第2話 ランドリアへ


 王室に戻ってから数日間が経ち、とうとうエルフの国を去る日がやってきた。すると、国王が俺やクロエに頭を下げてお礼を言ってくる。


「今回は本当にありがとう」

「いいですって」


 そう、ルーナの故郷を救うなんて当たり前のことをしただけだ。だからお礼を言われる筋合いはない。


「ささやかなものだが、もらってくれ」


 そう言って俺たちに転移水晶を渡してくれた。


「ありがとうございます。後これ......」


 俺はそう言って、魔剣グラムを国王に渡そうとした。だが、国王はグラムを手で突き返してきながら言った。 


「いいんだ。後、メイソンくん。魔剣グラムは君に上げるから頑張りなさい」

「え、いいんですか?」

「あぁ、私が持っているより、使いこなせる人が持っている方がいいからな」

「あ、ありがとうございます!」


 魔族と戦った時、持ってきていた武器が壊れてしまったため、現状持っているのが魔剣グラムしかなかった。本当はエルフの国を出る前に返そうと思っていたのだが、こう言ってくれるならありがたくもらいたいと思う。

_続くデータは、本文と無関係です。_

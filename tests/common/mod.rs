#![allow(dead_code)]

//! In-process fake of the channel layer: a transport that records
//! everything the client sends and lets the test (or a scripted
//! responder thread) deliver inbound events.

use std::io;
use std::sync::{Arc, Condvar, Mutex};
use std::thread;
use std::time::{Duration, Instant};

use sftp_channel_client::{Channel, ChannelEventSink, SecureConnection};

#[derive(Default)]
struct TransportState {
    sink: Option<Arc<dyn ChannelEventSink>>,
    sent: Vec<Vec<u8>>,
    consumed: usize,
    eof: bool,
    closed: bool,
}

/// Fake channel transport shared between the channel handed to the
/// client and the test driving the remote side.
#[derive(Default)]
pub struct TestTransport {
    state: Mutex<TransportState>,
    sent_cond: Condvar,
}

impl TestTransport {
    pub fn new() -> Arc<Self> {
        Arc::new(Self::default())
    }

    fn set_sink(&self, sink: Arc<dyn ChannelEventSink>) {
        self.state.lock().unwrap().sink = Some(sink);
    }

    fn sink(&self) -> Arc<dyn ChannelEventSink> {
        self.state
            .lock()
            .unwrap()
            .sink
            .as_ref()
            .expect("no channel opened")
            .clone()
    }

    fn record_send(&self, data: &[u8]) {
        let mut state = self.state.lock().unwrap();
        state.sent.push(data.to_vec());
        self.sent_cond.notify_all();
    }

    /// Everything sent so far, oldest first.
    pub fn sent(&self) -> Vec<Vec<u8>> {
        self.state.lock().unwrap().sent.clone()
    }

    /// Blocks until the client sends another message, consuming it.
    pub fn next_sent(&self, timeout: Duration) -> Option<Vec<u8>> {
        let deadline = Instant::now() + timeout;
        let mut state = self.state.lock().unwrap();
        loop {
            if state.consumed < state.sent.len() {
                let message = state.sent[state.consumed].clone();
                state.consumed += 1;
                return Some(message);
            }
            let remaining = deadline.saturating_duration_since(Instant::now());
            if remaining.is_zero() {
                return None;
            }
            let (guard, _) = self.sent_cond.wait_timeout(state, remaining).unwrap();
            state = guard;
        }
    }

    pub fn eof_sent(&self) -> bool {
        self.state.lock().unwrap().eof
    }

    pub fn closed(&self) -> bool {
        self.state.lock().unwrap().closed
    }

    /// Delivers inbound bytes as the channel thread would.
    pub fn deliver(&self, data: &[u8]) {
        self.sink().on_data(data);
    }

    pub fn announce_ready(&self) {
        self.sink().on_ready();
    }

    pub fn announce_closed(&self) {
        self.sink().on_closed();
    }

    pub fn announce_error(&self, message: &str) {
        self.sink()
            .on_error(io::Error::new(io::ErrorKind::ConnectionReset, message.to_owned()));
    }
}

struct TestChannel(Arc<TestTransport>);

impl Channel for TestChannel {
    fn send(&self, data: &[u8]) -> io::Result<()> {
        self.0.record_send(data);
        Ok(())
    }

    fn send_eof(&self) -> io::Result<()> {
        self.0.state.lock().unwrap().eof = true;
        Ok(())
    }

    fn close(&self) -> io::Result<()> {
        self.0.state.lock().unwrap().closed = true;
        Ok(())
    }
}

/// Connection factory handing out channels bound to one
/// [`TestTransport`]. By default the channel reports ready as soon as
/// it is opened.
pub struct TestConnection {
    transport: Arc<TestTransport>,
    ready_on_open: bool,
    opened_with: Mutex<Vec<String>>,
}

impl TestConnection {
    pub fn new(transport: Arc<TestTransport>) -> Self {
        Self {
            transport,
            ready_on_open: true,
            opened_with: Mutex::new(Vec::new()),
        }
    }

    /// Leaves the channel in the unknown state after open; the test
    /// announces readiness (or failure) itself.
    pub fn without_ready(mut self) -> Self {
        self.ready_on_open = false;
        self
    }

    /// Subsystem names / command lines the client opened channels
    /// with.
    pub fn opened_with(&self) -> Vec<String> {
        self.opened_with.lock().unwrap().clone()
    }

    fn open(&self, sink: Arc<dyn ChannelEventSink>, target: &str) -> io::Result<Box<dyn Channel>> {
        self.opened_with.lock().unwrap().push(target.to_owned());
        self.transport.set_sink(Arc::clone(&sink));
        if self.ready_on_open {
            sink.on_ready();
        }
        Ok(Box::new(TestChannel(Arc::clone(&self.transport))))
    }
}

impl SecureConnection for TestConnection {
    fn open_subsystem(
        &self,
        sink: Arc<dyn ChannelEventSink>,
        subsystem: &str,
    ) -> io::Result<Box<dyn Channel>> {
        self.open(sink, subsystem)
    }

    fn exec_command(
        &self,
        sink: Arc<dyn ChannelEventSink>,
        command: &str,
    ) -> io::Result<Box<dyn Channel>> {
        self.open(sink, command)
    }
}

/// Runs `script` on its own thread for every message the client
/// sends, delivering whatever replies it returns. The thread exits
/// once the client goes quiet.
pub fn spawn_responder(
    transport: Arc<TestTransport>,
    mut script: impl FnMut(u8, Vec<u8>) -> Vec<Vec<u8>> + Send + 'static,
) -> thread::JoinHandle<()> {
    thread::spawn(move || {
        while let Some(message) = transport.next_sent(Duration::from_secs(5)) {
            if message.len() < 5 {
                continue;
            }
            for reply in script(message[4], message) {
                transport.deliver(&reply);
            }
        }
    })
}

/// Builders for server-side reply frames and accessors for the
/// client's request frames.
pub mod pkt {
    pub const FXP_INIT: u8 = 1;
    pub const FXP_VERSION: u8 = 2;
    pub const FXP_OPEN: u8 = 3;
    pub const FXP_CLOSE: u8 = 4;
    pub const FXP_READ: u8 = 5;
    pub const FXP_WRITE: u8 = 6;
    pub const FXP_LSTAT: u8 = 7;
    pub const FXP_SETSTAT: u8 = 9;
    pub const FXP_OPENDIR: u8 = 11;
    pub const FXP_READDIR: u8 = 12;
    pub const FXP_REMOVE: u8 = 13;
    pub const FXP_MKDIR: u8 = 14;
    pub const FXP_RMDIR: u8 = 15;
    pub const FXP_REALPATH: u8 = 16;
    pub const FXP_STAT: u8 = 17;
    pub const FXP_RENAME: u8 = 18;
    pub const FXP_STATUS: u8 = 101;
    pub const FXP_HANDLE: u8 = 102;
    pub const FXP_DATA: u8 = 103;
    pub const FXP_NAME: u8 = 104;
    pub const FXP_ATTRS: u8 = 105;

    pub const FX_OK: u32 = 0;
    pub const FX_EOF: u32 = 1;
    pub const FX_NO_SUCH_FILE: u32 = 2;
    pub const FX_PERMISSION_DENIED: u32 = 3;
    pub const FX_FAILURE: u32 = 4;

    /// Packet type of a client request frame.
    pub fn req_type(frame: &[u8]) -> u8 {
        frame[4]
    }

    /// Request id of a client request frame.
    pub fn req_id(frame: &[u8]) -> u32 {
        u32::from_be_bytes([frame[5], frame[6], frame[7], frame[8]])
    }

    /// Read offset (u64 after the handle string) of an FXP_READ or
    /// FXP_WRITE frame.
    pub fn req_offset(frame: &[u8]) -> u64 {
        let handle_len = u32::from_be_bytes([frame[9], frame[10], frame[11], frame[12]]) as usize;
        let at = 13 + handle_len;
        let mut raw = [0u8; 8];
        raw.copy_from_slice(&frame[at..at + 8]);
        u64::from_be_bytes(raw)
    }

    pub fn frame(packet_type: u8, payload: &[u8]) -> Vec<u8> {
        let mut out = Vec::with_capacity(payload.len() + 5);
        out.extend_from_slice(&((payload.len() + 1) as u32).to_be_bytes());
        out.push(packet_type);
        out.extend_from_slice(payload);
        out
    }

    fn put_string(out: &mut Vec<u8>, value: &[u8]) {
        out.extend_from_slice(&(value.len() as u32).to_be_bytes());
        out.extend_from_slice(value);
    }

    pub fn version(version: u32) -> Vec<u8> {
        frame(FXP_VERSION, &version.to_be_bytes())
    }

    pub fn status(id: u32, code: u32, message: &str) -> Vec<u8> {
        let mut payload = Vec::new();
        payload.extend_from_slice(&id.to_be_bytes());
        payload.extend_from_slice(&code.to_be_bytes());
        put_string(&mut payload, message.as_bytes());
        put_string(&mut payload, b"en");
        frame(FXP_STATUS, &payload)
    }

    pub fn handle(id: u32, handle: &[u8]) -> Vec<u8> {
        let mut payload = Vec::new();
        payload.extend_from_slice(&id.to_be_bytes());
        put_string(&mut payload, handle);
        frame(FXP_HANDLE, &payload)
    }

    pub fn data(id: u32, bytes: &[u8]) -> Vec<u8> {
        let mut payload = Vec::new();
        payload.extend_from_slice(&id.to_be_bytes());
        put_string(&mut payload, bytes);
        frame(FXP_DATA, &payload)
    }

    /// FXP_NAME reply; each entry is (file name, long name), with an
    /// empty attribute block.
    pub fn name(id: u32, entries: &[(&str, &str)]) -> Vec<u8> {
        let mut payload = Vec::new();
        payload.extend_from_slice(&id.to_be_bytes());
        payload.extend_from_slice(&(entries.len() as u32).to_be_bytes());
        for (file_name, long_name) in entries {
            put_string(&mut payload, file_name.as_bytes());
            put_string(&mut payload, long_name.as_bytes());
            payload.extend_from_slice(&0u32.to_be_bytes());
        }
        frame(FXP_NAME, &payload)
    }

    /// FXP_ATTRS reply carrying size and permissions.
    pub fn attrs(id: u32, size: u64, permissions: u32) -> Vec<u8> {
        let mut payload = Vec::new();
        payload.extend_from_slice(&id.to_be_bytes());
        payload.extend_from_slice(&(0x0000_0001u32 | 0x0000_0004).to_be_bytes());
        payload.extend_from_slice(&size.to_be_bytes());
        payload.extend_from_slice(&permissions.to_be_bytes());
        frame(FXP_ATTRS, &payload)
    }
}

「ルーナ、メイソンくんとクロエさんに迷惑をかけないように」

「うん」


 その時、王妃様がルーナの場所まで言って、耳元で囁いた。すると、ルーナの顔がいきなり真っ赤になり、俺の事を見て来た。


「?? どうした?」

「な、なんでもない......」

「あ、そっか?」


 王妃様に何を言われたかわからないが、なんでもないと言っているのに問いただすのもよくない。


「後、クロエさん」

「はい、何でしょう?」

「今度、狐獣国の国王とお話しますので、よろしくお願いしますね」

「え? あ、はい」


(今の言葉......)


 狐獣国とエルフの国が話すってことは条約でも結ぶのか? だとしたら、より一層国が安全になる。そうなれば、もしモンスターたちに襲われたとしても助けを呼べたりするし。


(いいことなんだよな)


「では、メイソンくん。ルーナをよろしく頼む」

「わ、わかりました」


 これはどっちの意味で言っているんだ? あれだよな? ルーナを守ってくれってことだよな? この前言われた結婚のことじゃないよね?


「じゃあね! パパ、ママ!」

「あぁ。行ってらっしゃい」

「いつでも帰ってきていいんだからね」

「うん!」


 そして、俺たちは転移水晶を使って、エルフの国を後にした。



 ランドリアに着いて、真っ先にギルドマスターであるガイルさんに報告しに向かう。俺たちがギルドに入り、受付嬢にガイルさんを呼んでもらう。すると勢いよくこちらへ駆け寄ってくれて、応接室に案内される。ガイルさんが椅子に座った時、俺たちは頭を下げてお礼を言った。


「「「ありがとうございました」」」

「ちょっと、やめろよ」


 すこし恥ずかしそうに頭を掻きながらそっぽを向いた。


「でも、本当に無事でよかった」

「はい。ガイルさんには感謝しても仕切れません」


 そう、ガイルさんが転移水晶を渡してくれなかったら、俺たちが着いている時にはエルフの国は壊滅していたかもしれない。だからガイルさんには感謝しても仕切れない。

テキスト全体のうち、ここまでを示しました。